* **AIM OF THE TASK**:
The expected answer is every line of the material, reproduced exactly.

_ _ _ _

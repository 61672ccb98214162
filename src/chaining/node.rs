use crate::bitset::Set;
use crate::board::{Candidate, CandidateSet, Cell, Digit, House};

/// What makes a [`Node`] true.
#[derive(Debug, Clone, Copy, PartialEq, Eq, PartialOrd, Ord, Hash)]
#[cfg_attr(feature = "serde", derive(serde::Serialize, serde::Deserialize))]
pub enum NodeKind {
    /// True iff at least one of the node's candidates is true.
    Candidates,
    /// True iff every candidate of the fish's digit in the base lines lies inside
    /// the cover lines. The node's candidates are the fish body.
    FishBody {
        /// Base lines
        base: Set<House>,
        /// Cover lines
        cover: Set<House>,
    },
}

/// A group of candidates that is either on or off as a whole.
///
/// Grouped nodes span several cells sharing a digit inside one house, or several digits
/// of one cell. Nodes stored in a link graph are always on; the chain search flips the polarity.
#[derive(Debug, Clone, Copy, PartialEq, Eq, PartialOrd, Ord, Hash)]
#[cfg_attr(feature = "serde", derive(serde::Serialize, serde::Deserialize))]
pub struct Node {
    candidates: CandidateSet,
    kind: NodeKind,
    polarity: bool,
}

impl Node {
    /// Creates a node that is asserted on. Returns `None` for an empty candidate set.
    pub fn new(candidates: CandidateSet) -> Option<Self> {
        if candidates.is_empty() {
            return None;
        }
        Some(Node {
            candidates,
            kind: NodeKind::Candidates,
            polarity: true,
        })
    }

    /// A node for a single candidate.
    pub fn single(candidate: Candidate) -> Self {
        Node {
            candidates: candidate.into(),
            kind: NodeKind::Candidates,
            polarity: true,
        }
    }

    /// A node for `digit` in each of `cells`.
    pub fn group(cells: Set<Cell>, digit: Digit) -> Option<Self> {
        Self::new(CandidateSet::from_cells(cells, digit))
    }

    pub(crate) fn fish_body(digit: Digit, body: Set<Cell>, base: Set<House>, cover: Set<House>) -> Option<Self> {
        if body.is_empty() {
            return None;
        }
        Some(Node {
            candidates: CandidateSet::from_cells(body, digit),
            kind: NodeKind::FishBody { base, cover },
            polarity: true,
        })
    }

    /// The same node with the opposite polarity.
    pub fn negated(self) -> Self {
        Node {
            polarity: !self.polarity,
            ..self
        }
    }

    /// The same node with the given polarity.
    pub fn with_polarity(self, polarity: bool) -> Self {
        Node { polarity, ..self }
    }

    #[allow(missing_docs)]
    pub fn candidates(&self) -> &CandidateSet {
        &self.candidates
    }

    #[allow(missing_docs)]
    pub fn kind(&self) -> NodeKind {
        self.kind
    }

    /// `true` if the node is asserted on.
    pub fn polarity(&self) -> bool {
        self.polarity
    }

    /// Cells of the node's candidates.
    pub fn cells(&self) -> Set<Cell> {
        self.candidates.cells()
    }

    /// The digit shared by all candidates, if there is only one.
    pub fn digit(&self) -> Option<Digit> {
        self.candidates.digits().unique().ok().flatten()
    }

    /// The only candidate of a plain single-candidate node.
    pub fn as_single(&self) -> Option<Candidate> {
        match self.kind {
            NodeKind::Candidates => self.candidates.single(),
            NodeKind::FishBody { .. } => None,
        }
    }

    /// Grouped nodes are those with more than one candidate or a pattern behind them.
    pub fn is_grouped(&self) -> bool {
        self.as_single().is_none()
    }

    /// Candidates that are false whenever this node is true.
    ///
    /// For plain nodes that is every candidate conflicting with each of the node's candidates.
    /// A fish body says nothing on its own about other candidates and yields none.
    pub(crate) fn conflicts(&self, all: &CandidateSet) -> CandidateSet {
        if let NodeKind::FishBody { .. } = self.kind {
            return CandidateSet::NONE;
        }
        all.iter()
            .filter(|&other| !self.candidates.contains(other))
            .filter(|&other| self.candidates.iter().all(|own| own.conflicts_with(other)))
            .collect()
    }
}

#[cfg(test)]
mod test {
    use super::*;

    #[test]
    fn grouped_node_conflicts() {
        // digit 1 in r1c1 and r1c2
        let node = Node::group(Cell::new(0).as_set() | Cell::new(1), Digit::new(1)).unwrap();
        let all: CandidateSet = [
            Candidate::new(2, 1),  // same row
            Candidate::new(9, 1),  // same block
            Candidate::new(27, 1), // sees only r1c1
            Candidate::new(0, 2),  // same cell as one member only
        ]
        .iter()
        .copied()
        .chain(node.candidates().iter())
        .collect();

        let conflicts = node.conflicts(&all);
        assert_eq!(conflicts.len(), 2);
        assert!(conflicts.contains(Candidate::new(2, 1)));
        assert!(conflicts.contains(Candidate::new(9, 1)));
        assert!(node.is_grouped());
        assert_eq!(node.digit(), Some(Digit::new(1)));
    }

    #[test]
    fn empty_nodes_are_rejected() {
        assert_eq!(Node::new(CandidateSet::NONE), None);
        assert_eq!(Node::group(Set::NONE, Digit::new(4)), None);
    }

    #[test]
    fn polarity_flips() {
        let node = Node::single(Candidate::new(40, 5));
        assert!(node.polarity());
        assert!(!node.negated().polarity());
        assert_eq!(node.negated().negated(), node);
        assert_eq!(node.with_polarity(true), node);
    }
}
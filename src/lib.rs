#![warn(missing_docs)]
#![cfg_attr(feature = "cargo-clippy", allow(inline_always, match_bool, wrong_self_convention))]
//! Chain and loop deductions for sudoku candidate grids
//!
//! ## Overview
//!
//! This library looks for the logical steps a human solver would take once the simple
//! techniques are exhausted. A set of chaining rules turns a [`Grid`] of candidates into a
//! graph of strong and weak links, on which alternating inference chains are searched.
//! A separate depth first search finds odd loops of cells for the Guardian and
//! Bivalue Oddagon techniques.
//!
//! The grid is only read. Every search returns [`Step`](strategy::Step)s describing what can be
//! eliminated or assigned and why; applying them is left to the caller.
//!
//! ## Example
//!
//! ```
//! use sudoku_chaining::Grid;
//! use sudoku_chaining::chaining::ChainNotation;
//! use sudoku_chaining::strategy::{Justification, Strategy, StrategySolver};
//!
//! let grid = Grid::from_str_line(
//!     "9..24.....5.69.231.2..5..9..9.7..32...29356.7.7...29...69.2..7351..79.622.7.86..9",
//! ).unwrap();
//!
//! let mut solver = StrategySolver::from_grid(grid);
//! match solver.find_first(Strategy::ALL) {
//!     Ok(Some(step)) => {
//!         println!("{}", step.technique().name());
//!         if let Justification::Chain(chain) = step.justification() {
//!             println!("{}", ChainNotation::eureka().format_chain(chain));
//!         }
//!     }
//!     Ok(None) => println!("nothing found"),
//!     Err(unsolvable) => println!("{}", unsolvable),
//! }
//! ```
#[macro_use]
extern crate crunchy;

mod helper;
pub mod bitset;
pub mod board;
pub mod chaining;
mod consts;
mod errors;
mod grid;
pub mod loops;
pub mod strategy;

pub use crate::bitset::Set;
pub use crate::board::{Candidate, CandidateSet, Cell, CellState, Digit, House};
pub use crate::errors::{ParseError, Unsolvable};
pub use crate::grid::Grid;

_ _ _ _

* **YOUR RESPONSE**:
repository 61672ccb98214162
filename src/chaining/node.rs
use crate::bitset::Set;
use crate::board::{Candidate, CandidateSet, Cell, Digit, House};

/// What makes a [`Node`] true.
#[derive(Debug, Clone, Copy, PartialEq, Eq, PartialOrd, Ord, Hash)]
#[cfg_attr(feature = "serde", derive(serde::Serialize, serde::Deserialize))]
pub enum NodeKind {
    /// True iff at least one of the node's candidates is true.
    Candidates,
    /// True iff every candidate of the fish's digit in the base lines lies inside
    /// the cover lines. The node's candidates are the fish body.
    FishBody {
        /// Base lines
        base: Set<House>,
        /// Cover lines
        cover: Set<House>,
    },
}

/// A group of candidates that is either on or off as a whole.
///
/// Grouped nodes span several cells sharing a digit inside one house, or several digits
/// of one cell. Nodes stored in a link graph are always on; the chain search flips the polarity.
#[derive(Debug, Clone, Copy, PartialEq, Eq, PartialOrd, Ord, Hash)]
#[cfg_attr(feature = "serde", derive(serde::Serialize, serde::Deserialize))]
pub struct Node {
    candidates: CandidateSet,
    kind: NodeKind,
    polarity: bool,
}

impl Node {
    /// Creates a node that is asserted on. Returns `None` for an empty candidate set.
    pub fn new(candidates: CandidateSet) -> Option<Self> {
        if candidates.is_empty() {
            return None;
        }
        Some(Node {
            candidates,
            kind: NodeKind::Candidates,
            polarity: true,
        })
    }

    /// A node for a single candidate.
    pub fn single(candidate: Candidate) -> Self {
        Node {
            candidates: candidate.into(),
            kind: NodeKind::Candidates,
            polarity: true,
        }
    }

    /// A node for `digit` in each of `cells`.
    pub fn group(cells: Set<Cell>, digit: Digit) -> Option<Self> {
        Self::new(CandidateSet::from_cells(cells, digit))
    }

    pub(crate) fn fish_body(digit: Digit, body: Set<Cell>, base: Set<House>, cover: Set<House>) -> Option<Self> {
        if body.is_empty() {
            return None;
        }
        Some(Node {
            candidates: CandidateSet::from_cells(body, digit),
            kind: NodeKind::FishBody { base, cover },
            polarity: true,
        })
    }

    /// The same node with the opposite polarity.
    pub fn negated(self) -> Self {
        Node {
            polarity: !self.polarity,
            ..self
        }
    }

    /// The same node with the given polarity.
    pub fn with_polarity(self, polarity: bool) -> Self {
        Node { polarity, ..self }
    }

    #[allow(missing_docs)]
    pub fn candidates(&self) -> &CandidateSet {
        &self.candidates
    }

    #[allow(missing_docs)]
    pub fn kind(&self) -> NodeKind {
        self.kind
    }

    /// `true` if the node is asserted on.
    pub fn polarity(&self) -> bool {
        self.polarity
    }

    /// Cells of the node's candidates.
    pub fn cells(&self) -> Set<Cell> {
        self.candidates.cells()
    }

    /// The digit shared by all candidates, if there is only one.
    pub fn digit(&self) -> Option<Digit> {
        self.candidates.digits().unique().ok().flatten()
    }

    /// The only candidate of a plain single-candidate node.
    pub fn as_single(&self) -> Option<Candidate> {
        match self.kind {
            NodeKind::Candidates => self.candidates.single(),
            NodeKind::FishBody { .. } => None,
        }
    }

    /// Grouped nodes are those with more than one candidate or a pattern behind them.
    pub fn is_grouped(&self) -> bool {
        self.as_single().is_none()
    }

    /// Candidates that are false whenever this node is true.
    ///
    /// For plain nodes that is every candidate conflicting with each of the node's candidates.
    /// A fish body says nothing on its own about other candidates and yields none.
    pub(crate) fn conflicts(&self, all: &CandidateSet) -> CandidateSet {
        if let NodeKind::FishBody { .. } = self.kind {
            return CandidateSet::NONE;
        }
        all.iter()
            .filter(|&other| !self.candidates.contains(other))
            .filter(|&other| self.candidates.iter().all(|own| own.conflicts_with(other)))
            .collect()
    }
}

#[cfg(test)]
mod test {
    use super::*;

    #[test]
    fn grouped_node_conflicts() {
        // digit 1 in r1c1 and r1c2
        let node = Node::group(Cell::new(0).as_set() | Cell::new(1), Digit::new(1)).unwrap();
        let all: CandidateSet = [
            Candidate::new(2, 1),  // same row
            Candidate::new(9, 1),  // same block
            Candidate::new(27, 1), // sees only r1c1
            Candidate::new(0, 2),  // same cell as one member only
        ]
        .iter()
        .copied()
        .chain(node.candidates().iter())
        .collect();

        let conflicts = node.conflicts(&all);
        assert_eq!(conflicts.len(), 2);
        assert!(conflicts.contains(Candidate::new(2, 1)));
        assert!(conflicts.contains(Candidate::new(9, 1)));
        assert!(node.is_grouped());
        assert_eq!(node.digit(), Some(Digit::new(1)));
    }

    #[test]
    fn empty_nodes_are_rejected() {
        assert_eq!(Node::new(CandidateSet::NONE), None);
        assert_eq!(Node::group(Set::NONE, Digit::new(4)), None);
    }

    #[test]
    fn polarity_flips() {
        let node = Node::single(Candidate::new(40, 5));
        assert!(node.polarity());
        assert!(!node.negated().polarity());
        assert_eq!(node.negated().negated(), node);
        assert_eq!(node.with_polarity(true), node);
    }
}
filename src/lib.rs
#![warn(missing_docs)]
#![cfg_attr(feature = "cargo-clippy", allow(inline_always, match_bool, wrong_self_convention))]
//! Chain and loop deductions for sudoku candidate grids
//!
//! ## Overview
//!
//! This library looks for the logical steps a human solver would take once the simple
//! techniques are exhausted. A set of chaining rules turns a [`Grid`] of candidates into a
//! graph of strong and weak links, on which alternating inference chains are searched.
//! A separate depth first search finds odd loops of cells for the Guardian and
//! Bivalue Oddagon techniques.
//!
//! The grid is only read. Every search returns [`Step`](strategy::Step)s describing what can be
//! eliminated or assigned and why; applying them is left to the caller.
//!
//! ## Example
//!
//! ```
//! use sudoku_chaining::Grid;
//! use sudoku_chaining::chaining::ChainNotation;
//! use sudoku_chaining::strategy::{Justification, Strategy, StrategySolver};
//!
//! let grid = Grid::from_str_line(
//!     "9..24.....5.69.231.2..5..9..9.7..32...29356.7.7...29...69.2..7351..79.622.7.86..9",
//! ).unwrap();
//!
//! let mut solver = StrategySolver::from_grid(grid);
//! match solver.find_first(Strategy::ALL) {
//!     Ok(Some(step)) => {
//!         println!("{}", step.technique().name());
//!         if let Justification::Chain(chain) = step.justification() {
//!             println!("{}", ChainNotation::eureka().format_chain(chain));
//!         }
//!     }
//!     Ok(None) => println!("nothing found"),
//!     Err(unsolvable) => println!("{}", unsolvable),
//! }
//! ```
#[macro_use]
extern crate crunchy;

mod helper;
pub mod bitset;
pub mod board;
pub mod chaining;
mod consts;
mod errors;
mod grid;
pub mod loops;
pub mod strategy;

pub use crate::bitset::Set;
pub use crate::board::{Candidate, CandidateSet, Cell, CellState, Digit, House};
pub use crate::errors::{ParseError, Unsolvable};
pub use crate::grid::Grid;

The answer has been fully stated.